**What is needed:** Please transcribe the data that follows exactly, from its first line through the line that contains "Simple health check".

**Entries supplied:**
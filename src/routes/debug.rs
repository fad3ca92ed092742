use axum::{routing::get, Json, Router};
use serde::Serialize;

use crate::state::AppState;

pub fn debug_routes() -> Router<AppState> {
    Router::new().route("/health", get(health_check))
}

#[derive(Serialize)]
pub struct HealthResponse {
    pub status: String,
}

/// Simple health check
async fn health_check() -> Json<HealthResponse> {
    Json(HealthResponse {
        status: "ok".to_string(),
    })
}
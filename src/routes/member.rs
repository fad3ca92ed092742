use axum::{middleware, routing::get, Extension, Json, Router};

use crate::auth::{auth_middleware, Principal};
use crate::state::AppState;

pub fn member_routes(state: AppState) -> Router<AppState> {
    Router::new()
        .route("/me", get(me))
        .route_layer(middleware::from_fn_with_state(state, auth_middleware))
}

/// Principal of the bearer token on this request
async fn me(Extension(principal): Extension<Principal>) -> Json<Principal> {
    Json(principal)
}
mod auth;
mod debug;
mod member;

pub use auth::auth_routes;
pub use debug::debug_routes;
pub use member::member_routes;

use axum::{http::StatusCode, Json};
use serde::Serialize;

#[derive(Serialize)]
pub struct ErrorResponse {
    error: String,
}

pub type ApiError = (StatusCode, Json<ErrorResponse>);

fn api_error(status: StatusCode, message: impl Into<String>) -> ApiError {
    (
        status,
        Json(ErrorResponse {
            error: message.into(),
        }),
    )
}
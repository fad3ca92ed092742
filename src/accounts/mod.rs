mod memory;
mod password;
mod resolver;

pub use memory::InMemoryAccountRepository;
pub use password::{Argon2Hasher, PasswordHasher};
pub use resolver::{AuthError, PrincipalResolver};

#[cfg(test)]
pub(crate) use password::PasswordError;

use async_trait::async_trait;
use serde::{Deserialize, Serialize};
use thiserror::Error;

/// Role granted to an account
#[derive(Debug, Clone, Copy, PartialEq, Eq, Serialize, Deserialize)]
pub enum Authority {
    #[serde(rename = "ROLE_USER")]
    User,
    #[serde(rename = "ROLE_ADMIN")]
    Admin,
}

impl Authority {
    pub fn as_str(&self) -> &'static str {
        match self {
            Authority::User => "ROLE_USER",
            Authority::Admin => "ROLE_ADMIN",
        }
    }
}

/// A stored member account
#[derive(Clone, PartialEq, Eq)]
pub struct Account {
    pub id: i64,
    pub email: String,
    pub password_hash: String,
    pub authority: Authority,
}

impl std::fmt::Debug for Account {
    fn fmt(&self, f: &mut std::fmt::Formatter<'_>) -> std::fmt::Result {
        f.debug_struct("Account")
            .field("id", &self.id)
            .field("email", &self.email)
            .field("password_hash", &"[hidden]")
            .field("authority", &self.authority)
            .finish()
    }
}

/// Account data before an id has been assigned
#[derive(Debug, Clone)]
pub struct NewAccount {
    pub email: String,
    pub password_hash: String,
    pub authority: Authority,
}

#[derive(Debug, Error)]
pub enum RepositoryError {
    #[error("account {0} already exists")]
    Duplicate(String),
}

/// Read/write access to stored accounts
#[async_trait]
pub trait AccountRepository: Send + Sync {
    /// Look up exactly one account by its email/username
    async fn find_by_identifier(&self, identifier: &str) -> Result<Option<Account>, RepositoryError>;

    async fn insert(&self, account: NewAccount) -> Result<Account, RepositoryError>;
}
use std::sync::Arc;

use thiserror::Error;

use super::{Account, AccountRepository, RepositoryError};
use crate::auth::Principal;

#[derive(Debug, Error)]
pub enum AuthError {
    #[error("{0} -> not found in account storage")]
    SubjectNotFound(String),
    #[error("bad credentials")]
    BadCredentials,
    #[error(transparent)]
    Repository(#[from] RepositoryError),
}

/// Maps stored accounts to principals for the authentication layer
#[derive(Clone)]
pub struct PrincipalResolver {
    repository: Arc<dyn AccountRepository>,
}

impl PrincipalResolver {
    pub fn new(repository: Arc<dyn AccountRepository>) -> Self {
        Self { repository }
    }

    /// Fresh lookup on every call; no caching
    pub async fn load_by_subject(&self, identifier: &str) -> Result<Principal, AuthError> {
        match self.repository.find_by_identifier(identifier).await? {
            Some(account) => Ok(principal_for(&account)),
            None => {
                tracing::warn!("Account lookup missed for {}", identifier);
                Err(AuthError::SubjectNotFound(identifier.to_string()))
            }
        }
    }
}

fn principal_for(account: &Account) -> Principal {
    Principal::new(
        account.id.to_string(),
        [account.authority.as_str()],
        account.password_hash.clone(),
    )
}
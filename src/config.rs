use std::env;
use thiserror::Error;

#[derive(Debug, Error)]
pub enum ConfigError {
    #[error("{0} must be set")]
    Missing(&'static str),
    #[error("{name} is not valid: {value}")]
    Invalid { name: &'static str, value: String },
}

#[derive(Clone)]
pub struct Config {
    // Server
    pub port: u16,

    // JWT
    pub jwt_secret: String, // base64-encoded HMAC secret
}

impl std::fmt::Debug for Config {
    fn fmt(&self, f: &mut std::fmt::Formatter<'_>) -> std::fmt::Result {
        f.debug_struct("Config")
            .field("port", &self.port)
            .field("jwt_secret", &"[hidden]")
            .finish()
    }
}

impl Config {
    pub fn from_env() -> Result<Self, ConfigError> {
        Self::from_lookup(|name| env::var(name).ok())
    }

    /// Build a config from any variable source (the environment in production)
    pub fn from_lookup<F>(lookup: F) -> Result<Self, ConfigError>
    where
        F: Fn(&str) -> Option<String>,
    {
        let port = match lookup("PORT") {
            Some(value) => value.parse().map_err(|_| ConfigError::Invalid {
                name: "PORT",
                value,
            })?,
            None => 3000,
        };

        let jwt_secret = lookup("JWT_SECRET")
            .filter(|s| !s.trim().is_empty())
            .ok_or(ConfigError::Missing("JWT_SECRET"))?;

        Ok(Self { port, jwt_secret })
    }
}
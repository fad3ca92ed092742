mod jwt;
mod keys;
mod middleware;
mod principal;

pub use jwt::{TokenError, TokenIssuer, TokenPair};
pub use middleware::auth_middleware;
pub use principal::Principal;

#[cfg(test)]
pub(crate) use keys::encode_secret;
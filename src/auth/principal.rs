use serde::Serialize;

/// An authenticated subject and the authorities granted to it.
///
/// Built per request, either from a decoded access token or from a stored
/// account. The credential is opaque: empty for token-derived principals,
/// the stored password hash for account-derived ones.
#[derive(Clone, PartialEq, Eq, Serialize)]
pub struct Principal {
    subject: String,
    authorities: Vec<String>,
    #[serde(skip)]
    credential: String,
}

impl Principal {
    /// Empty authority strings are dropped and duplicates collapsed,
    /// keeping first-seen order.
    pub fn new<I, S>(subject: impl Into<String>, authorities: I, credential: impl Into<String>) -> Self
    where
        I: IntoIterator<Item = S>,
        S: Into<String>,
    {
        let mut unique: Vec<String> = Vec::new();
        for authority in authorities.into_iter().map(Into::into) {
            if !authority.is_empty() && !unique.contains(&authority) {
                unique.push(authority);
            }
        }

        Self {
            subject: subject.into(),
            authorities: unique,
            credential: credential.into(),
        }
    }

    pub fn subject(&self) -> &str {
        &self.subject
    }

    pub fn authorities(&self) -> &[String] {
        &self.authorities
    }

    pub fn credential(&self) -> &str {
        &self.credential
    }
}

impl std::fmt::Debug for Principal {
    fn fmt(&self, f: &mut std::fmt::Formatter<'_>) -> std::fmt::Result {
        f.debug_struct("Principal")
            .field("subject", &self.subject)
            .field("authorities", &self.authorities)
            .field("credential", &"[hidden]")
            .finish()
    }
}
///! Brush contents and surface flags

bitflags::bitflags! {
    /// Volume contents
    #[derive(Clone, Copy, Debug, Default, PartialEq, Eq, Hash)]
    pub struct Contents: u32 {
        const SOLID        = 0x00000001;
        const WINDOW       = 0x00000002;
        const AUX          = 0x00000004;
        const LAVA         = 0x00000008;
        const SLIME        = 0x00000010;
        const WATER        = 0x00000020;
        const MIST         = 0x00000040;

        const AREA_PORTAL  = 0x00008000;
        const PLAYER_CLIP  = 0x00010000;
        const MONSTER_CLIP = 0x00020000;

        const ORIGIN       = 0x01000000;
        const DETAIL       = 0x08000000;
        const TRANSLUCENT  = 0x10000000;
        const LADDER       = 0x20000000;
    }
}

/// Last content bit affecting visibility
pub const LAST_VISIBLE_CONTENTS: Contents = Contents::MIST;

impl Contents {
    /// Liquid contents
    pub const LIQUID: Self = Self::LAVA.union(Self::SLIME).union(Self::WATER);

    /// Clip contents
    pub const CLIP: Self = Self::PLAYER_CLIP.union(Self::MONSTER_CLIP);

    /// Contents that are visible (or at least affect visibility)
    pub const VISIBLE: Self = Self::SOLID
        .union(Self::WINDOW)
        .union(Self::AUX)
        .union(Self::LIQUID)
        .union(Self::MIST);

    /// Get the most significant visible content bit, which is the lowest one
    pub fn visible(self) -> Self {
        let mut bit = 1;

        while bit <= LAST_VISIBLE_CONTENTS.bits() {
            if self.bits() & bit != 0 {
                return Self::from_bits_retain(bit);
            }
            bit <<= 1;
        }

        Self::empty()
    }
}

bitflags::bitflags! {
    /// Brush side surface flags
    #[derive(Clone, Copy, Debug, Default, PartialEq, Eq, Hash)]
    pub struct SurfaceFlags: u32 {
        const LIGHT      = 0x0001;
        const SLICK      = 0x0002;
        const SKY        = 0x0004;
        const WARP       = 0x0008;
        const BLEND_33   = 0x0010;
        const BLEND_66   = 0x0020;
        const FLOWING    = 0x0040;
        const NO_DRAW    = 0x0080;
        const HINT       = 0x0100;
        const SKIP       = 0x0200;
        const ALPHA_TEST = 0x0400;
    }
}

impl SurfaceFlags {
    /// Surfaces that make brush translucent
    pub const TRANSLUCENT: Self = Self::BLEND_33.union(Self::BLEND_66).union(Self::ALPHA_TEST);
}

bitflags::bitflags! {
    /// Relation of volume and plane
    #[derive(Clone, Copy, Debug, Default, PartialEq, Eq)]
    pub struct PlaneSide: u32 {
        const FRONT  = 1;
        const BACK   = 2;
        const BOTH   = 3;
        const FACING = 4;
    }
}

#[cfg(test)]
mod tests {
    use super::*;

    #[test]
    fn visible_contents_picks_lowest_bit() {
        assert_eq!((Contents::WATER | Contents::WINDOW).visible(), Contents::WINDOW);
        assert_eq!((Contents::DETAIL | Contents::MIST).visible(), Contents::MIST);
        assert_eq!((Contents::DETAIL | Contents::PLAYER_CLIP).visible(), Contents::empty());
    }
}

// contents.rs
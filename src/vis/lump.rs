///! Compressed visibility lump module
///!
///! Layout: `i32` cluster count, `[i32; 2]` PVS/PHS row offsets per cluster
///! (measured from the lump start), then compressed PVS rows and compressed PHS rows.

use crate::{
    error::{CompileError, Result},
    vis::{Bits, VisData},
};

/// Offsets of cluster rows
#[repr(C, packed)]
#[derive(Copy, Clone, Debug)]
pub struct VisOffsets {
    /// PVS row offset
    pub pvs: i32,

    /// PHS row offset
    pub phs: i32,
}

unsafe impl bytemuck::Zeroable for VisOffsets {}
unsafe impl bytemuck::AnyBitPattern for VisOffsets {}
unsafe impl bytemuck::NoUninit for VisOffsets {}

/// Maximal length of a zero run
const MAX_ZERO_RUN: usize = 255;

/// Compress visibility row, zero bytes are run-length encoded
pub fn compress_vis(row: &[u8]) -> Vec<u8> {
    let mut out = Vec::with_capacity(row.len());
    let mut index = 0;

    while index < row.len() {
        let byte = row[index];
        out.push(byte);
        index += 1;

        if byte != 0 {
            continue;
        }

        let mut run = 1;
        while index < row.len() && row[index] == 0 && run < MAX_ZERO_RUN {
            run += 1;
            index += 1;
        }
        out.push(run as u8);
    }

    out
}

/// Decompress visibility row of `row_bytes` bytes
pub fn decompress_vis(data: &[u8], row_bytes: usize) -> Result<Vec<u8>> {
    let mut row = Vec::with_capacity(row_bytes);
    let mut input = data.iter().copied();

    while row.len() < row_bytes {
        let byte = input.next().ok_or(CompileError::CorruptVis)?;
        if byte != 0 {
            row.push(byte);
            continue;
        }

        let run = input.next().ok_or(CompileError::CorruptVis)? as usize;
        if run == 0 || row.len() + run > row_bytes {
            return Err(CompileError::CorruptVis);
        }
        row.resize(row.len() + run, 0);
    }

    Ok(row)
}

/// Serialized visibility
#[derive(Clone, Debug, Default, PartialEq, Eq)]
pub struct VisLump {
    /// Lump bytes
    pub bytes: Vec<u8>,
}

impl VisLump {
    /// Build lump, `max_bytes` is the lump size limit
    pub fn build(data: &VisData, max_bytes: usize) -> Result<Self> {
        let count = data.cluster_count;
        let header_size = size_of::<i32>() + count * size_of::<VisOffsets>();

        let mut offsets = vec![VisOffsets { pvs: 0, phs: 0 }; count];
        let mut rows = Vec::new();

        for (cluster, row) in data.pvs.iter().enumerate() {
            offsets[cluster].pvs = (header_size + rows.len()) as i32;
            rows.extend(compress_vis(row.bytes()));
        }
        for (cluster, row) in data.phs.iter().enumerate() {
            offsets[cluster].phs = (header_size + rows.len()) as i32;
            rows.extend(compress_vis(row.bytes()));
        }

        let size = header_size + rows.len();
        if size > max_bytes {
            return Err(CompileError::VisOverflow(max_bytes));
        }

        let mut bytes = Vec::with_capacity(size);
        bytes.extend_from_slice(&(count as i32).to_le_bytes());
        bytes.extend_from_slice(bytemuck::cast_slice::<VisOffsets, u8>(&offsets));
        bytes.extend(rows);

        log::info!(
            "vis data: {} bytes (compressed from {} bytes)",
            bytes.len(),
            count * data.row_bytes() * 2,
        );

        Ok(Self { bytes })
    }

    /// Decode lump back to uncompressed rows
    pub fn decode(&self) -> Result<VisData> {
        let count_bytes = self.bytes.get(0..size_of::<i32>()).ok_or(CompileError::CorruptVis)?;
        let count = bytemuck::pod_read_unaligned::<i32>(count_bytes);
        let count = usize::try_from(count).map_err(|_| CompileError::CorruptVis)?;

        let row_bytes = (count + 7) >> 3;
        let mut pvs = Vec::with_capacity(count);
        let mut phs = Vec::with_capacity(count);

        for cluster in 0..count {
            let start = size_of::<i32>() + cluster * size_of::<VisOffsets>();
            let offset_bytes = self
                .bytes
                .get(start..start + size_of::<VisOffsets>())
                .ok_or(CompileError::CorruptVis)?;
            let offsets = bytemuck::pod_read_unaligned::<VisOffsets>(offset_bytes);

            for (offset, rows) in [(offsets.pvs, &mut pvs), (offsets.phs, &mut phs)] {
                let data = usize::try_from(offset)
                    .ok()
                    .and_then(|offset| self.bytes.get(offset..))
                    .ok_or(CompileError::CorruptVis)?;
                rows.push(Bits::from_bytes(decompress_vis(data, row_bytes)?));
            }
        }

        Ok(VisData { cluster_count: count, pvs, phs })
    }
}


// lump.rs
///! Basic geometric primitives

use crate::math::Vec3d;

/// Plane represetnation structure
///
/// ## Equation
/// Standard plane equation is Ax + By + Cz + D = 0. In this case,
/// * A = normal.x
/// * B = normal.y
/// * C = normal.z
/// * D = -distance
#[derive(Debug, Copy, Clone, PartialEq)]
pub struct Plane {
    /// plane normal
    pub normal: Vec3d,

    /// number to multiply normal to to get basic point
    pub distance: f64,
}

/// Relation of plane and point
#[derive(Copy, Clone, Debug, PartialEq, Eq)]
pub enum PointRelation {
    /// Point it located behind plane
    Back,

    /// Point is located on plane
    OnPlane,

    /// Point is located in front of plane
    Front,
}

impl Plane {
    /// Build plane from normal and distance
    pub const fn new(normal: Vec3d, distance: f64) -> Self {
        Self { normal, distance }
    }

    /// Build plane from three points. Normal is `(p0 - p1) x (p2 - p1)`.
    pub fn from_points(p0: Vec3d, p1: Vec3d, p2: Vec3d) -> Option<Self> {
        let normal = ((p0 - p1) % (p2 - p1)).checked_normalized()?;

        Some(Self { normal, distance: p0 ^ normal })
    }

    /// Make plane that contains equal point set, but has counter-directional normal
    pub fn negate_direction(self) -> Self {
        Self { normal: -self.normal, distance: -self.distance }
    }

    /// Signed distance from plane to point
    pub fn distance_to(&self, point: Vec3d) -> f64 {
        (point ^ self.normal) - self.distance
    }

    /// Get relation of point and plane
    pub fn get_point_relation(&self, point: Vec3d, epsilon: f64) -> PointRelation {
        let metrics = self.distance_to(point);

        if metrics > epsilon {
            PointRelation::Front
        } else if metrics < -epsilon {
            PointRelation::Back
        } else {
            PointRelation::OnPlane
        }
    }
}

/// Bounding box
#[derive(Copy, Clone, Debug, PartialEq)]
pub struct BoundBox {
    /// minimal vector
    min: Vec3d,

    /// maximal vector
    max: Vec3d,
}

impl Default for BoundBox {
    fn default() -> Self {
        Self::zero()
    }
}

impl BoundBox {
    /// Build boundbox from min/max vectors
    pub const fn from_minmax(min: Vec3d, max: Vec3d) -> Self {
        Self { min, max }
    }

    /// 'Empty' bounding box
    pub const fn zero() -> Self {
        Self {
            min: Vec3d::new(f64::INFINITY, f64::INFINITY, f64::INFINITY),
            max: Vec3d::new(f64::NEG_INFINITY, f64::NEG_INFINITY, f64::NEG_INFINITY),
        }
    }

    /// Get boundbox maximal fitting coordinates
    pub fn max(&self) -> Vec3d {
        self.max
    }

    /// Get boundbox minimal fitting coordinates
    pub fn min(&self) -> Vec3d {
        self.min
    }

    /// Get boundbox dimensions
    pub fn size(&self) -> Vec3d {
        self.max - self.min
    }

    /// Get boundbox center
    pub fn center(&self) -> Vec3d {
        (self.min + self.max) * 0.5
    }

    /// Check if boundbox contains no points at all
    pub fn is_empty(&self) -> bool {
        self.min.x > self.max.x || self.min.y > self.max.y || self.min.z > self.max.z
    }

    /// Add point to boundbox
    pub fn add_point(&mut self, point: Vec3d) {
        self.min = self.min.min(point);
        self.max = self.max.max(point);
    }

    /// Extend boundbox by some (positive) amount on every side
    pub fn extend(self, delta: f64) -> Self {
        Self {
            min: self.min - delta,
            max: self.max + delta,
        }
    }

    /// Get minimal boundbox that contains all points from both of `self` and `rhs`
    pub fn total(&self, rhs: &BoundBox) -> Self {
        Self {
            min: self.min.min(rhs.min),
            max: self.max.max(rhs.max),
        }
    }

    /// Calculate common boundbox for some point set.
    /// Note: Point set must be finite (if you want to get result, of course).
    pub fn for_points(iter: impl IntoIterator<Item = Vec3d>) -> Self {
        let mut result = Self::zero();

        for point in iter {
            result.add_point(point);
        }

        result
    }

    /// Check if boxes are separated on any axis, touching counts as separated
    pub fn is_disjoint(&self, another: &BoundBox) -> bool {
        (0..3).any(|axis| self.min[axis] >= another.max[axis] || self.max[axis] <= another.min[axis])
    }
}


// geom.rs
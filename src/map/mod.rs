///! Compiler input map declaration module

use std::collections::HashMap;
use crate::{contents::{Contents, SurfaceFlags}, geom::BoundBox, math::Vec3d};

/// Map to brush table conversion
pub mod load;

/// Single brush side, defined by three points on its plane
#[derive(Clone, Debug)]
pub struct BrushSideDesc {
    /// Plane points, normal is `(p0 - p1) x (p2 - p1)` and points out of the brush
    pub points: [Vec3d; 3],

    /// Side contents, empty contents are treated as solid
    pub contents: Contents,

    /// Side surface flags
    pub surface: SurfaceFlags,
}

/// Map brush
#[derive(Clone, Debug, Default)]
pub struct BrushDesc {
    /// Brush side set
    pub sides: Vec<BrushSideDesc>,
}

impl BrushDesc {
    /// Build axial box brush with same contents and surface on every side
    pub fn from_bounds(bounds: BoundBox, contents: Contents, surface: SurfaceFlags) -> Self {
        let (min, max) = (bounds.min(), bounds.max());
        let mut sides = Vec::with_capacity(6);

        for axis in 0..3 {
            let u = Vec3d::axis((axis + 1) % 3, 1.0);
            let v = Vec3d::axis((axis + 2) % 3, 1.0);

            // u x v is the positive axis direction
            let mut base = min;
            base[axis] = max[axis];
            sides.push(BrushSideDesc { points: [base + u, base, base + v], contents, surface });

            sides.push(BrushSideDesc { points: [min + v, min, min + u], contents, surface });
        }

        Self { sides }
    }
}

/// Map entity
#[derive(Clone, Debug, Default)]
pub struct Entity {
    /// Entity brushes
    pub brushes: Vec<BrushDesc>,

    /// Entity properties
    pub properties: HashMap<String, String>,
}

impl Entity {
    /// Create entity with some class name
    pub fn new(classname: &str) -> Self {
        Self::default().with_property("classname", classname)
    }

    /// Add property to entity
    pub fn with_property(mut self, key: &str, value: &str) -> Self {
        self.properties.insert(key.to_string(), value.to_string());
        self
    }

    /// Add brush to entity
    pub fn with_brush(mut self, brush: BrushDesc) -> Self {
        self.brushes.push(brush);
        self
    }

    /// Entity class name, empty if there's no one
    pub fn classname(&self) -> &str {
        self.properties.get("classname").map(String::as_str).unwrap_or("")
    }
}

/// Parse whitespace-separated vector
pub fn parse_vector(value: &str) -> Option<Vec3d> {
    let flt_arr = value
        .split_whitespace()
        .map(|str| str.parse::<f64>())
        .collect::<Result<Vec<_>, _>>()
        .ok()
        ?;

    Some(Vec3d::new(
        *flt_arr.first()?,
        *flt_arr.get(1)?,
        *flt_arr.get(2)?,
    ))
}

/// Map main structure
#[derive(Clone, Debug, Default)]
pub struct Map {
    /// Entity set, the first one is the world
    pub entities: Vec<Entity>,
}


// mod.rs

**Response area:**
filename src/routes/debug.rs
repository fad3ca92ed092742
use axum::{routing::get, Json, Router};
use serde::Serialize;

use crate::state::AppState;

pub fn debug_routes() -> Router<AppState> {
    Router::new().route("/health", get(health_check))
}

#[derive(Serialize)]
pub struct HealthResponse {
    pub status: String,
}

/// Simple health check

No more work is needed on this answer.